(Beginning of RAW DATA)

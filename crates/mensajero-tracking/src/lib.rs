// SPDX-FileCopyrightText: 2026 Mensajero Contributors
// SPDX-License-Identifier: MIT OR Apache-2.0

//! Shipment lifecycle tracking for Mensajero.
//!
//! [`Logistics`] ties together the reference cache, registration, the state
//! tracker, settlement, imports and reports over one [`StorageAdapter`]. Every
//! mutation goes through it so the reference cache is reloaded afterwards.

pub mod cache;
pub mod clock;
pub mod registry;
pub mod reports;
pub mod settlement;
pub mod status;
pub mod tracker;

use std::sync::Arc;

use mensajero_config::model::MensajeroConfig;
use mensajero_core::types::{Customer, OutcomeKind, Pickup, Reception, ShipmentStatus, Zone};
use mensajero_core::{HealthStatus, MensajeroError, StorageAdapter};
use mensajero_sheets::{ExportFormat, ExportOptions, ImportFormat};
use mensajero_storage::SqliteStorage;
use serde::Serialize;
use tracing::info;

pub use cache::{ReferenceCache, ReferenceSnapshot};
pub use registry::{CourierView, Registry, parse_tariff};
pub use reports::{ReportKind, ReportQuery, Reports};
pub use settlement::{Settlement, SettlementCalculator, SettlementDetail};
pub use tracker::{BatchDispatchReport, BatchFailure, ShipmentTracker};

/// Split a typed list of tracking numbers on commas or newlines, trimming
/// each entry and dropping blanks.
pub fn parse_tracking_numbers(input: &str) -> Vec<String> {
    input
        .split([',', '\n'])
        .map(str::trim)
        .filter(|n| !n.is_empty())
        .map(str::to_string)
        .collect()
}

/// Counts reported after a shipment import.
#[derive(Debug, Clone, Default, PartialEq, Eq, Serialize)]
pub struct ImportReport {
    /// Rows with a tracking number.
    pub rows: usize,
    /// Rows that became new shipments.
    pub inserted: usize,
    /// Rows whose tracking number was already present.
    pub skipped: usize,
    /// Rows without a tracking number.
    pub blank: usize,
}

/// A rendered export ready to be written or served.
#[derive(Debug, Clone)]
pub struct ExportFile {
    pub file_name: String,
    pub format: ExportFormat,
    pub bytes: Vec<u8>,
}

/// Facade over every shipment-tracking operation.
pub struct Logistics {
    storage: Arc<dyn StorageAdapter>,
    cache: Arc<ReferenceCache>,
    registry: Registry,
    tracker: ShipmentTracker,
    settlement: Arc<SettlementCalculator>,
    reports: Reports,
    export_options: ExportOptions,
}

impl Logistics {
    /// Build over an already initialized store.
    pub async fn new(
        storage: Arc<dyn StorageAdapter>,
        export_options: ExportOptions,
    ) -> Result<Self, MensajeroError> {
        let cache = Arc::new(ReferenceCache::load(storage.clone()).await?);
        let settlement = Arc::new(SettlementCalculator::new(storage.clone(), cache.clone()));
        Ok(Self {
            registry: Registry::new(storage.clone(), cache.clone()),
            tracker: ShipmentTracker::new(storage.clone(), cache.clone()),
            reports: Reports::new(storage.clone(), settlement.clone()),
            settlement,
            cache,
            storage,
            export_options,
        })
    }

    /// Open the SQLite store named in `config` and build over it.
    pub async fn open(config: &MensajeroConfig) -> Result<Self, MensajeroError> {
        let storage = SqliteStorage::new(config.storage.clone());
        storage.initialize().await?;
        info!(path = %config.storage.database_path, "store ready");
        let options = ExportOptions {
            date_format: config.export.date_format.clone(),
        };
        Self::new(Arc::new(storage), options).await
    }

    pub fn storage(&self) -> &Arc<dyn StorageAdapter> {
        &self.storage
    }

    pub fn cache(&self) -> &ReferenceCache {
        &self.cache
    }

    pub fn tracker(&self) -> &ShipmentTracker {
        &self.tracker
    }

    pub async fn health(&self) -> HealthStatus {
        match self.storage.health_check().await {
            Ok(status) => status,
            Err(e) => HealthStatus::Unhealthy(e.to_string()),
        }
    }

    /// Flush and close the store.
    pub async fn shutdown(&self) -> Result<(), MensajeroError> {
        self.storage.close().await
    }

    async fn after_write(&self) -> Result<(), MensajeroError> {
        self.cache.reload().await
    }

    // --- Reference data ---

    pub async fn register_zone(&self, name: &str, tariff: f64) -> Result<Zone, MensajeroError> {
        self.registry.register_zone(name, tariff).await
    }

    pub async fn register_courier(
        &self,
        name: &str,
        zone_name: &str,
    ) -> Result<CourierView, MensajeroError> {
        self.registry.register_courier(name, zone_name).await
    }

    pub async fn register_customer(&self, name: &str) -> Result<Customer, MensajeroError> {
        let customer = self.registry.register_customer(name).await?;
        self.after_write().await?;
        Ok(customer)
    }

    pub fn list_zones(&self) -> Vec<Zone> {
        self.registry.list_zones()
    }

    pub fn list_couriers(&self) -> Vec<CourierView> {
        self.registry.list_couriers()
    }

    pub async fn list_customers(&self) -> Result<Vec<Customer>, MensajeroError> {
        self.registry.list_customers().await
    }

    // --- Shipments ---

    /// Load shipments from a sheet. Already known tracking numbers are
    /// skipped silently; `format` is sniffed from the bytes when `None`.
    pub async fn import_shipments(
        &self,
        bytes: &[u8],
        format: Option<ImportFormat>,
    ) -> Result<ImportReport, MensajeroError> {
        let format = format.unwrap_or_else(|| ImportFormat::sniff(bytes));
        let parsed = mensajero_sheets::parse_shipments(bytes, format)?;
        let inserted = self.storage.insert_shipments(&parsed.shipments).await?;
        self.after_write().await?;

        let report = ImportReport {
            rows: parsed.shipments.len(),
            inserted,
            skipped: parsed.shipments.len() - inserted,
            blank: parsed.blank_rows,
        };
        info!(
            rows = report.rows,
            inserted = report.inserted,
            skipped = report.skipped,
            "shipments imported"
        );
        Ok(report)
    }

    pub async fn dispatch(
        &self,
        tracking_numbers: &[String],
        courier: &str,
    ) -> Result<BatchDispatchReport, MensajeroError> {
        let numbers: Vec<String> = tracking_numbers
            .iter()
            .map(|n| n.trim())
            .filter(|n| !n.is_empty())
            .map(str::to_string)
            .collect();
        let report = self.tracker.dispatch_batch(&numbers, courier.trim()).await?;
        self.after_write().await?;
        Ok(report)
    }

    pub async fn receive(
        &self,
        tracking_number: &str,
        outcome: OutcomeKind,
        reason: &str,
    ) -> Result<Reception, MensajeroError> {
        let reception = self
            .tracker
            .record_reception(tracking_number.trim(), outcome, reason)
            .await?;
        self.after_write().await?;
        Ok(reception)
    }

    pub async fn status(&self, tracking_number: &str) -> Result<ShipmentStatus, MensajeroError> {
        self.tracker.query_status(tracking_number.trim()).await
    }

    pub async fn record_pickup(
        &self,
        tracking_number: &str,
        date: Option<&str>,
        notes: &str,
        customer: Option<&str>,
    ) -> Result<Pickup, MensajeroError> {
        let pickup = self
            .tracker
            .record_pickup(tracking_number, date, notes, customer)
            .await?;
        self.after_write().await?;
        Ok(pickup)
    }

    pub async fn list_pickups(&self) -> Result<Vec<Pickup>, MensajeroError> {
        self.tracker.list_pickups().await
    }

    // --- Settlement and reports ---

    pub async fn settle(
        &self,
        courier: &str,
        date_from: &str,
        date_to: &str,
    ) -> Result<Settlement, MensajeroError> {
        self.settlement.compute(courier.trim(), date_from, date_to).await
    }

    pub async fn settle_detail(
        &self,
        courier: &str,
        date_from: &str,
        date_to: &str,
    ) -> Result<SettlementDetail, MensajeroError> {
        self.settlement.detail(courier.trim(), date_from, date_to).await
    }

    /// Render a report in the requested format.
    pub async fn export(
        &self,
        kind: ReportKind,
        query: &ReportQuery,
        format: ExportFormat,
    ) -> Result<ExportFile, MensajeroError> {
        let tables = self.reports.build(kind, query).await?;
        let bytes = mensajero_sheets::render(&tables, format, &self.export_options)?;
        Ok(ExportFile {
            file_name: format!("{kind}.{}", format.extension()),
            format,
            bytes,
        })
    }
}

(End of RAW DATA)

TASK DETAILS: Above are some records; copy each line there that contains "ReportKind".

RESULT:
pub use reports::{ReportKind, ReportQuery, Reports};
        kind: ReportKind,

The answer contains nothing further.